┌──
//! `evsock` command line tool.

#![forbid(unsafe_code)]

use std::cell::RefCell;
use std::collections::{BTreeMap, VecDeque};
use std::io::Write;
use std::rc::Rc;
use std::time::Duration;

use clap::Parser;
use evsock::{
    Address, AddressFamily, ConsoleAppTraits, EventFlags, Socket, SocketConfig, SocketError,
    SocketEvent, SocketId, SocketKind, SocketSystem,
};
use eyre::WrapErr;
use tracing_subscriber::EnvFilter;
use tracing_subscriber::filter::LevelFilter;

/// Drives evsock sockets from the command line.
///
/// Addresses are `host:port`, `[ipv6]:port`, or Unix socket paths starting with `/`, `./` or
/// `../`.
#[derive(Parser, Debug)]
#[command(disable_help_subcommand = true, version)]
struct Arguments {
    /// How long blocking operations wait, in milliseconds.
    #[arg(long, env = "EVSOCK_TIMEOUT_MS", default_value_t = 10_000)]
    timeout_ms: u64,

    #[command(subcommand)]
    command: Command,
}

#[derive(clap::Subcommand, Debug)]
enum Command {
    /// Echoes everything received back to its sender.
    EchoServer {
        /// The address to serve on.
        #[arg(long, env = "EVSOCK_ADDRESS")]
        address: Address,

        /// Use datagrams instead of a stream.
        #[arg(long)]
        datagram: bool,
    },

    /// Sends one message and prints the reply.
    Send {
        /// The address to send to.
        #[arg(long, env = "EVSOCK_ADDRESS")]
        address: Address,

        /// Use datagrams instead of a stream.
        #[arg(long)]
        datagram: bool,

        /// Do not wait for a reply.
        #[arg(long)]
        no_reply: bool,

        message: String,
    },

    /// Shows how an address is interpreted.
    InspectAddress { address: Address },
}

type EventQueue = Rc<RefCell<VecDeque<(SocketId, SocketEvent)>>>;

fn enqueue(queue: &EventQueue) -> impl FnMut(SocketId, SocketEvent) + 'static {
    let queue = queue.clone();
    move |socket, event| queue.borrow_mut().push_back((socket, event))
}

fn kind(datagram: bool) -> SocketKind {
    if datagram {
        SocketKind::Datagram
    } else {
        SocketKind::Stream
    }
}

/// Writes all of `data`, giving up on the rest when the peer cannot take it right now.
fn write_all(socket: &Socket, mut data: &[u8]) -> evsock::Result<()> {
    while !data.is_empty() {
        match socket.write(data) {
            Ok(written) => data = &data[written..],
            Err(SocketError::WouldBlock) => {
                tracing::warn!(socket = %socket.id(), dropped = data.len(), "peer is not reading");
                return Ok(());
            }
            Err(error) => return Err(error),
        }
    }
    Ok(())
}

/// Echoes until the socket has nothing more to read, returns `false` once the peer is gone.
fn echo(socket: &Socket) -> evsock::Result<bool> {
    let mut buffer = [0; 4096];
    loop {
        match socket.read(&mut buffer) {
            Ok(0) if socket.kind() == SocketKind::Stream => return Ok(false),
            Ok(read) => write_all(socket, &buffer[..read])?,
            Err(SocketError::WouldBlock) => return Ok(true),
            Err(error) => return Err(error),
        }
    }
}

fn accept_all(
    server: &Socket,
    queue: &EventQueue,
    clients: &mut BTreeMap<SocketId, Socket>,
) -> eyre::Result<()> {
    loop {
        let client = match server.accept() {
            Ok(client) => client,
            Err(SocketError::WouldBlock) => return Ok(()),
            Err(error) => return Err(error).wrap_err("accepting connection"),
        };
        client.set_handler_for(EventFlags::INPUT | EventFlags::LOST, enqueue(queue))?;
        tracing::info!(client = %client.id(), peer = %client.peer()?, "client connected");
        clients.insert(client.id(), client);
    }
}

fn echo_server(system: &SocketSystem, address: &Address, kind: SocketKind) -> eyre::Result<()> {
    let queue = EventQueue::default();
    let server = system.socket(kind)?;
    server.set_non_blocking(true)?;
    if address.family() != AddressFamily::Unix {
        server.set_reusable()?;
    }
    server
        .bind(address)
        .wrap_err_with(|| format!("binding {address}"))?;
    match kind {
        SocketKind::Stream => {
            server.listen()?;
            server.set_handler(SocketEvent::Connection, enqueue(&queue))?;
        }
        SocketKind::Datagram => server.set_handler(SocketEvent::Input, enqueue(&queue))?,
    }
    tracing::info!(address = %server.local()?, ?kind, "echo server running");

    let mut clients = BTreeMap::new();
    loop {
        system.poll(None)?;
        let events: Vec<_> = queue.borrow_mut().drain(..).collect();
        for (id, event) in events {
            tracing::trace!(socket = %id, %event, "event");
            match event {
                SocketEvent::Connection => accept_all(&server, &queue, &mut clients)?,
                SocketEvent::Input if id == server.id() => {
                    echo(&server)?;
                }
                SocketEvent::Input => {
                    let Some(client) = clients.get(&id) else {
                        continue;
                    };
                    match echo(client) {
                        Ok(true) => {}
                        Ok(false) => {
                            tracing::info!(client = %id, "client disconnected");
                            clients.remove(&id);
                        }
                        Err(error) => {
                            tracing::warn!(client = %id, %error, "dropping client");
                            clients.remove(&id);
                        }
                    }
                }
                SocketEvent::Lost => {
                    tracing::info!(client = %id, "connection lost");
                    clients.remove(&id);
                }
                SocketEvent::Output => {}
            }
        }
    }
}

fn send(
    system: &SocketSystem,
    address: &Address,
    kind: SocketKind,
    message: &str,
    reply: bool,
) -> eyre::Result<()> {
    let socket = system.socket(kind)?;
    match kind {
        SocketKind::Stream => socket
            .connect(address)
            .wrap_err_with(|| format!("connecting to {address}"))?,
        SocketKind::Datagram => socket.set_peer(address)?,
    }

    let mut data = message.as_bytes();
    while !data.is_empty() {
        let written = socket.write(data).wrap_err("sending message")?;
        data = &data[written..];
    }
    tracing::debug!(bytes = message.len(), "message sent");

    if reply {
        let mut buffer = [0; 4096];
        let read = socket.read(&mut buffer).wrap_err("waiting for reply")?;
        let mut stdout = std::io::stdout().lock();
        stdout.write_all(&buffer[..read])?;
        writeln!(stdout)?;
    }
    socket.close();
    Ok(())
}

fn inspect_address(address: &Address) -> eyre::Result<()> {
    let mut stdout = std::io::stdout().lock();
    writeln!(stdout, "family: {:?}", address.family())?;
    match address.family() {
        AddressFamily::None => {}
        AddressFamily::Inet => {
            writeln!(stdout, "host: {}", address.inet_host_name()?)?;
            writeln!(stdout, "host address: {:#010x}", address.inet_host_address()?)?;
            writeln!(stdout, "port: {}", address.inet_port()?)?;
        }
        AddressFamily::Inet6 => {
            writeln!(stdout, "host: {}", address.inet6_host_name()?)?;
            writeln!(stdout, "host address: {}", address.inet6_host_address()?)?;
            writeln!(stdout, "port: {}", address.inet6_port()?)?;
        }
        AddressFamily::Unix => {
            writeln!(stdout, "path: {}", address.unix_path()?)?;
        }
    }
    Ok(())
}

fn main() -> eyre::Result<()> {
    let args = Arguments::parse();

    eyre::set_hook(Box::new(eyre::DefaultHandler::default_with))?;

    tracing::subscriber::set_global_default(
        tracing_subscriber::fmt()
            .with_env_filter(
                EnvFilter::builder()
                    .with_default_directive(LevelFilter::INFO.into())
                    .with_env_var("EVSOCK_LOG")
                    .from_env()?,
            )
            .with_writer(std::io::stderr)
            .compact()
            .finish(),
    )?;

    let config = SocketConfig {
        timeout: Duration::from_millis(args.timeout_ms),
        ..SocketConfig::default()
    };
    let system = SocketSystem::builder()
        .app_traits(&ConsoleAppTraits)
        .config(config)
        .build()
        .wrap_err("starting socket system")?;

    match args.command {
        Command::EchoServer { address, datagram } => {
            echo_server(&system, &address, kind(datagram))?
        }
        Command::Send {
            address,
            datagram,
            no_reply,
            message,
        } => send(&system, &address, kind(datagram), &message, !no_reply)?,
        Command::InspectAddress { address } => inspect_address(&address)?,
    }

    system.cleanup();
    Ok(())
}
└──
Stop at the line containing "use tracing_subscriber::filter::LevelFilter;". Please print exactly every line before it from the start of the records, plus that line itself, and nothing else.

Solution for this problem ::
//! `evsock` command line tool.

#![forbid(unsafe_code)]

use std::cell::RefCell;
use std::collections::{BTreeMap, VecDeque};
use std::io::Write;
use std::rc::Rc;
use std::time::Duration;

use clap::Parser;
use evsock::{
    Address, AddressFamily, ConsoleAppTraits, EventFlags, Socket, SocketConfig, SocketError,
    SocketEvent, SocketId, SocketKind, SocketSystem,
};
use eyre::WrapErr;
use tracing_subscriber::EnvFilter;
use tracing_subscriber::filter::LevelFilter;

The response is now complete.